E. Where eFunds India Can Play


High Value Payments EFunds India is already partnered with Logica India and given a joint bid to RBI. Competition is from IBM India. Should we win the bid it will give eFunds a unique capability in high value payments apart from current strong retail payment portfolio. This project also has capability of taking eFunds into every bank in India thus giving us access to entire banking/FI community for other payment product and services.

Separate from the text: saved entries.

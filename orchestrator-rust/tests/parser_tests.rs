use slidegen_orchestrator::{
    parser::{normalize_slide_type, parse_deck, parse_single},
    ParseError, SlideType,
};

#[test]
fn parse_single_extracts_labelled_fields() {
    let text = "Title: The Problem\nContent: • Users waste 5 hours weekly\n• Costs 20%\nSpeaker Notes: Emphasize pain";

    let slide = parse_single(text, SlideType::Problem).unwrap();

    assert_eq!(slide.title, "The Problem");
    assert_eq!(
        slide.content,
        "• Users waste 5 hours weekly\n• Costs 20%"
    );
    assert_eq!(slide.speaker_notes.as_deref(), Some("Emphasize pain"));
}

#[test]
fn parse_single_accepts_markdown_labels() {
    let text = "**Title:** Market Opportunity\n**Content:**\n- TAM $40B\n- SAM $8B\n";

    let slide = parse_single(text, SlideType::Market).unwrap();

    assert_eq!(slide.title, "Market Opportunity");
    assert_eq!(slide.content, "- TAM $40B\n- SAM $8B");
    assert_eq!(slide.speaker_notes, None);
}

#[test]
fn parse_single_defaults_title_from_slide_type() {
    let text = "Content: We help teams ship faster.";

    let slide = parse_single(text, SlideType::Solution).unwrap();

    assert_eq!(slide.title, "Our Solution");
    assert_eq!(slide.content, "We help teams ship faster.");
}

#[test]
fn parse_single_uses_whole_text_without_content_label() {
    let text = "  A plain answer with no labels at all.  ";

    let slide = parse_single(text, SlideType::Team).unwrap();

    assert_eq!(slide.title, "Our Team");
    assert_eq!(slide.content, "A plain answer with no labels at all.");
}

#[test]
fn parse_single_stops_content_at_known_section_label() {
    let text = "Title: Traction\nContent: 10k users\nKey Metrics: 30% MoM growth";

    let slide = parse_single(text, SlideType::Traction).unwrap();

    assert_eq!(slide.content, "10k users");
}

#[test]
fn parse_single_stops_content_at_inline_section_label() {
    let text = "Title: Market Opportunity\nContent: TAM is $10B. Growth: 20% CAGR";

    let slide = parse_single(text, SlideType::Market).unwrap();

    assert_eq!(slide.title, "Market Opportunity");
    assert_eq!(slide.content, "TAM is $10B.");
}

#[test]
fn parse_single_keeps_bullets_that_look_like_labels() {
    let text = "Title: Traction\nContent:\n- Growth: 30% MoM\n- Revenue: $40k MRR";

    let slide = parse_single(text, SlideType::Traction).unwrap();

    assert_eq!(slide.content, "- Growth: 30% MoM\n- Revenue: $40k MRR");
}

#[test]
fn parse_single_accepts_qualified_labels() {
    let text = "Slide Title: Market Opportunity\nSlide Content: TAM is $10B";

    let slide = parse_single(text, SlideType::Market).unwrap();

    assert_eq!(slide.title, "Market Opportunity");
    assert_eq!(slide.content, "TAM is $10B");
}

#[test]
fn parse_single_rejects_empty_title() {
    let error = parse_single("Title:\nContent: something", SlideType::Cover).unwrap_err();

    assert_eq!(error, ParseError::EmptyTitle);
}

#[test]
fn parse_single_rejects_empty_content() {
    let error = parse_single("Title: Hello\nContent:\nSpeaker Notes: hi", SlideType::Cover)
        .unwrap_err();

    assert_eq!(error, ParseError::EmptyContent);
}

#[test]
fn parse_deck_splits_on_slide_markers() {
    let text = "SLIDE 1: Cover\nTitle: Acme\nContent: Rockets for everyone\n---\n\
SLIDE 2: Problem\nTitle: Launches are expensive\nContent: - $10M per launch\nSpeaker Notes: Pause here\n---\n\
SLIDE 3: Go-to-Market\nTitle: Distribution\nContent: Direct sales\n";

    let slides = parse_deck(text);

    assert_eq!(slides.len(), 3);
    assert_eq!(slides[0].title, "Acme");
    assert_eq!(slides[0].content, "Rockets for everyone");
    assert_eq!(slides[0].slide_type, SlideType::Cover);
    assert_eq!(slides[1].slide_type, SlideType::Problem);
    assert_eq!(slides[1].content, "- $10M per launch");
    assert_eq!(slides[1].speaker_notes.as_deref(), Some("Pause here"));
    assert_eq!(slides[2].slide_type, SlideType::GoToMarket);
    assert_eq!(
        slides.iter().map(|slide| slide.slide_order).collect::<Vec<_>>(),
        vec![0, 1, 2]
    );
}

#[test]
fn parse_deck_skips_blocks_without_content() {
    let text = "SLIDE 1: Cover\nTitle: Acme\nContent: Intro\n---\n\
SLIDE 2: Problem\nTitle: Missing body\n---\n\
SLIDE 3: Team\nTitle: Founders\nContent: Two engineers\n";

    let slides = parse_deck(text);

    assert_eq!(slides.len(), 2);
    assert_eq!(slides[1].title, "Founders");
    assert_eq!(slides[1].slide_order, 1);
}

#[test]
fn parse_deck_without_markers_is_empty() {
    assert!(parse_deck("Title: Lonely\nContent: no markers here").is_empty());
}

#[test]
fn normalize_slide_type_maps_free_text_labels() {
    assert_eq!(normalize_slide_type("The Problem"), SlideType::Problem);
    assert_eq!(normalize_slide_type("business_model"), SlideType::BusinessModel);
    assert_eq!(normalize_slide_type("Go to Market"), SlideType::GoToMarket);
    assert_eq!(normalize_slide_type("**Team Slide**"), SlideType::Team);
    assert_eq!(normalize_slide_type("Use of Funds"), SlideType::Ask);
    assert_eq!(normalize_slide_type("Appendix"), SlideType::Cover);
}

ACH Processing EFunds has a good positioning in this space, as we are involved in US ACH market quite extensively. We can leverage eFunds products (like e-check, WebACH etc.) by suitably customizing them for Indian ACH formats and offer it to the market. EFunds can also offer setting up for ACH gateways (with few banks) and leverage its expertise from US and other international markets. Credit/Debit Card Processing We can address such opportunities by offering Connex and other related products in the market. Also, setting up or running existing processing outfits might be a good option to consider. Debit/Credit Bureaus As mentioned earlier, once ACH and other electronic payments become critical in terms of volumes and value, we can offer our capabilities (both products and services) to customers and address these opportunities. Other Related Segments Apart from normal payments market, eFunds is uniquely positioned to cater to ALL banks in India in form Centralised Funds Management System (CFMS) we are building for RBI. This will enable eFunds to provide a front-end application and services to all banks and we can then leverage our core strengths in retail payments.